Royal BAM Group is committed to a full digital transformation across its entire organization. In keeping with this business goal, BAM Infra adopted BIM 360 Field to conduct digital quality control inspections during the construction of Schuttebusbrug. Reducing paper-based site inspections meant the traceability of activities and project progress overviews were easily accessible and quickly available. The risk of losing key data also decreased significantly, and fewer inspections were left incomplete. “Digital inspection made us quicker and gave us a better overview of progress. Our inspection was automatically processed in the system engineering application, which saved a tremendous amount of work,” said Yorick Laarhoven, BIM Specialist at BAM. Additionally, BIM 360 Field is capable of linking to Relatics, BAM’s internal system engineering. With this in place, human interaction with the system was limited—leading to fewer opportunities for error.


Creating the unique, curved design of the bridge would not have been possible without 3D modeling solutions. The final result was 156 unique elements, all fitting together with perfect precision. Using Revit, Inventor, and Navisworks, the team could easily visualize the final concept, communicate effectively to all parties, and realize the vision with complete accuracy during construction. With only two weekends available for assembly above the rail, fitting the prefab elements together correctly the first time was essential—and BAM Infra accomplished construction under schedule.

Traditionally, BAM would need two weekends for a project of this scale. Thanks to digital optimization and the use of the Digital Twin, the team only needed one weekend. This is a huge advantage for BAM, its clients, and the public.

Because BAM no longer needed both weekends for assembly, the team submitted a “Change Request”—or verzoek tot wijziging (VTW)—to the local government. With this VTW filed, this meant the train could remain open an additional weekend—allowing for smooth travel and reduced overall delays during the project. This success saved both BAM and the project owner several hundred thousand Euros.

The use of BIM 360 Field during the construction phase reduced the need for quality control administrative tasks. This reduced quality control time by 20 percent, giving the team more time to meet tight deadlines. Fewer administrative tasks means less time spent on site, helping to improve safety over the lifecycle of the project for the work planner and site supervisor.

After the success of the Schuttebusbrug, BIM 360 Field is now commonly used on BAM Infra’s construction sites. After the success of the project, BAM hosted a digital construction day and showcased this bridge as a success for BAM’s overall digital transformation. The adoption of these Autodesk solutions is one more step in BAM’s journey towards cultural change and helping people embrace these solutions as the way of the future. By improving safety, timeliness, quality, and accuracy, BAM can further its commitment to putting people first.  

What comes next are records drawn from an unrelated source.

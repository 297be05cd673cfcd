use std::path::{Path, PathBuf};
use std::time::Duration;

use choreboard_core::{
    CelebrationDriver, CelebrationItem, CelebrationPresenter, CelebrationState,
    CelebrationTimings, Config, Event,
};
use clap::Subcommand;
use tracing::{debug, info, warn};

#[derive(Subcommand)]
pub enum CelebrateAction {
    /// Play celebrations from a JSON file, printing each event as a JSON line
    Play {
        /// JSON array of celebration items
        file: PathBuf,
        /// Dismiss the current celebration every N ms, as if the user tapped it
        #[arg(long, value_parser = clap::value_parser!(u64).range(1..))]
        tap_after_ms: Option<u64>,
    },
    /// Validate a JSON file of celebration items without playing it
    Check {
        /// JSON array of celebration items
        file: PathBuf,
    },
}

/// Prints events to stdout and logs what would be on screen.
struct JsonLinesPresenter;

impl CelebrationPresenter for JsonLinesPresenter {
    fn present(&mut self, state: Option<&CelebrationState>) {
        match state {
            Some(s) => info!(
                token = %s.token,
                kind = %s.item.kind(),
                title = s.item.title(),
                visible = s.visible,
                "presenting celebration"
            ),
            None => debug!("celebration slot empty"),
        }
    }

    fn on_event(&mut self, event: &Event) {
        match serde_json::to_string(event) {
            Ok(line) => println!("{line}"),
            Err(e) => warn!(event = event.name(), error = %e, "failed to encode event"),
        }
    }
}

fn read_items(path: &Path) -> Result<Vec<CelebrationItem>, Box<dyn std::error::Error>> {
    let content = std::fs::read_to_string(path)
        .map_err(|e| format!("cannot read {}: {e}", path.display()))?;
    let items: Vec<CelebrationItem> = serde_json::from_str(&content)?;
    Ok(items)
}

pub fn run(action: CelebrateAction, config: &Config) -> Result<(), Box<dyn std::error::Error>> {
    match action {
        CelebrateAction::Play { file, tap_after_ms } => {
            let items = read_items(&file)?;
            let runtime = tokio::runtime::Builder::new_multi_thread()
                .enable_all()
                .build()?;
            runtime.block_on(play(
                items,
                config.celebration_timings(),
                tap_after_ms.map(Duration::from_millis),
            ))
        }
        CelebrateAction::Check { file } => {
            let items = read_items(&file)?;
            let mut invalid = 0usize;
            for (index, item) in items.iter().enumerate() {
                let report = match item.validate() {
                    Ok(()) => serde_json::json!({
                        "index": index,
                        "kind": item.kind(),
                        "ok": true,
                    }),
                    Err(e) => {
                        invalid += 1;
                        serde_json::json!({
                            "index": index,
                            "kind": item.kind(),
                            "ok": false,
                            "error": e.to_string(),
                        })
                    }
                };
                println!("{report}");
            }
            if invalid > 0 {
                return Err(format!("{invalid} of {} items are invalid", items.len()).into());
            }
            Ok(())
        }
    }
}

async fn play(
    items: Vec<CelebrationItem>,
    timings: CelebrationTimings,
    tap_after: Option<Duration>,
) -> Result<(), Box<dyn std::error::Error>> {
    let (handle, join) = CelebrationDriver::spawn(timings, JsonLinesPresenter);
    let total = items.len();
    for item in items {
        handle.enqueue(item)?;
    }
    info!(total, "celebrations queued");

    match tap_after {
        None => handle.wait_idle().await?,
        Some(period) => {
            let mut taps = tokio::time::interval(period);
            taps.tick().await;
            let idle = handle.wait_idle();
            tokio::pin!(idle);
            loop {
                tokio::select! {
                    result = &mut idle => {
                        result?;
                        break;
                    }
                    _ = taps.tick() => handle.complete_current()?,
                }
            }
        }
    }

    drop(handle);
    join.await?;
    Ok(())
}
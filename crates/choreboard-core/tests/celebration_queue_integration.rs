//! Integration tests for the celebration queue.
//!
//! Drives the queue the way the async driver does, firing timers by hand, and
//! checks the sequencing guarantees over arbitrary operation sequences.

use choreboard_core::{
    BadgeRecord, CelebrationItem, CelebrationQueue, ClearReason, DisplayToken, Event, GoalRecord,
    TimerPhase, TimerRequest, Transition,
};
use proptest::prelude::*;

fn badge(name: &str) -> CelebrationItem {
    CelebrationItem::Badge(BadgeRecord {
        id: format!("badge-{name}"),
        name: name.to_string(),
        description: String::new(),
        icon: None,
        earned_at: None,
    })
}

/// Follows the event stream and checks it against the queue's own state.
#[derive(Default)]
struct Tracker {
    armed: Vec<TimerRequest>,
    open: Option<DisplayToken>,
    shown: Vec<String>,
    cleared: Vec<(DisplayToken, ClearReason)>,
}

impl Tracker {
    fn record(&mut self, queue: &CelebrationQueue, t: Transition) -> Result<(), TestCaseError> {
        for event in &t.events {
            match event {
                Event::CelebrationShown { token, title, .. } => {
                    prop_assert!(self.open.is_none(), "second item shown while {:?} open", self.open);
                    self.open = Some(*token);
                    self.shown.push(title.clone());
                }
                Event::CelebrationCleared { token, reason, .. } => {
                    prop_assert_eq!(self.open, Some(*token));
                    self.open = None;
                    self.cleared.push((*token, *reason));
                }
                _ => {}
            }
        }
        if let Some(request) = t.arm {
            self.armed.push(request);
        }
        prop_assert_eq!(queue.current().map(|c| c.token), self.open);
        Ok(())
    }
}

#[derive(Debug, Clone)]
enum Op {
    Enqueue,
    Complete,
    Fire(usize),
}

fn op() -> impl Strategy<Value = Op> {
    prop_oneof![
        3 => Just(Op::Enqueue),
        1 => Just(Op::Complete),
        4 => any::<usize>().prop_map(Op::Fire),
    ]
}

proptest! {
    #[test]
    fn items_show_one_at_a_time_in_fifo_order(ops in prop::collection::vec(op(), 1..60)) {
        let mut queue = CelebrationQueue::default();
        let mut tracker = Tracker::default();
        let mut enqueued: Vec<String> = Vec::new();

        for op in ops {
            let t = match op {
                Op::Enqueue => {
                    let name = format!("b{}", enqueued.len());
                    enqueued.push(name.clone());
                    queue.enqueue(badge(&name)).unwrap()
                }
                Op::Complete => queue.complete_current(),
                Op::Fire(i) => {
                    if tracker.armed.is_empty() {
                        continue;
                    }
                    // Old requests stay in the list, so stale timers get fired too.
                    let request = tracker.armed.remove(i % tracker.armed.len());
                    queue.fire(request.token, request.phase)
                }
            };
            tracker.record(&queue, t)?;
        }

        while !tracker.armed.is_empty() {
            let request = tracker.armed.remove(0);
            let t = queue.fire(request.token, request.phase);
            tracker.record(&queue, t)?;
        }

        prop_assert!(queue.is_idle());
        prop_assert_eq!(&tracker.shown, &enqueued);
        prop_assert_eq!(tracker.cleared.len(), enqueued.len());
    }
}

#[test]
fn full_cycle_emits_shown_hiding_cleared_then_next() {
    let mut queue = CelebrationQueue::default();
    let t = queue.enqueue(badge("first")).unwrap();
    queue.enqueue(badge("second")).unwrap();
    let display = t.arm.unwrap();
    assert_eq!(display.phase, TimerPhase::Display);

    let hide = queue.fire(display.token, display.phase);
    assert!(matches!(&hide.events[..], [Event::CelebrationHiding { .. }]));
    let exit = hide.arm.unwrap();

    let next = queue.fire(exit.token, exit.phase);
    let names: Vec<&str> = next.events.iter().map(Event::name).collect();
    assert_eq!(names, ["celebration_cleared", "celebration_shown"]);
    assert_eq!(queue.current().unwrap().item.title(), "second");
}

#[test]
fn manual_completion_then_stale_timers_leave_new_item_alone() {
    let mut queue = CelebrationQueue::default();
    let first_display = queue.enqueue(badge("first")).unwrap().arm.unwrap();
    queue.enqueue(badge("second")).unwrap();

    let hide = queue.fire(first_display.token, first_display.phase);
    let first_exit = hide.arm.unwrap();

    // The user taps during the exit animation.
    let t = queue.complete_current();
    let second_display = t.arm.unwrap();

    assert!(queue.fire(first_exit.token, first_exit.phase).is_noop());
    assert!(queue.fire(first_display.token, first_display.phase).is_noop());
    let current = queue.current().unwrap();
    assert_eq!(current.token, second_display.token);
    assert_eq!(current.item.title(), "second");
    assert!(current.visible);
}

#[test]
fn rejected_item_does_not_disturb_order() {
    let mut queue = CelebrationQueue::default();
    queue.enqueue(badge("first")).unwrap();
    let bad = CelebrationItem::Goal(GoalRecord {
        id: String::new(),
        title: "Clean room".into(),
        target_points: 10,
        reward: None,
    });
    assert!(queue.enqueue(bad).is_err());
    queue.enqueue(badge("second")).unwrap();

    let titles: Vec<&str> = queue.backlog().map(CelebrationItem::title).collect();
    assert_eq!(titles, ["second"]);
}

#[test]
fn duplicate_items_are_each_shown() {
    let mut queue = CelebrationQueue::default();
    queue.enqueue(badge("same")).unwrap();
    queue.enqueue(badge("same")).unwrap();
    assert_eq!(queue.backlog_len(), 1);
    queue.complete_current();
    assert_eq!(queue.current().unwrap().item.title(), "same");
    queue.complete_current();
    assert!(queue.is_idle());
}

“Due to software like BIM 360 Field and Inventor, BAM is able to do more in a shorter time period, and design and build esthetically more complex civil engineering objects.”

-Rick Bruinink, Project Manager, BAM


“The transition of a paper-based construction industry to Digital Construction is inevitable. To help accelerate the change for BAM, we’ve appointed extra educated colleagues as BIM ambassadors who are supporting people and projects—‘peer support’—on the use of these new workflows. Scaling up best practices by leveraging our digital experts ensures the future-readiness of our business.”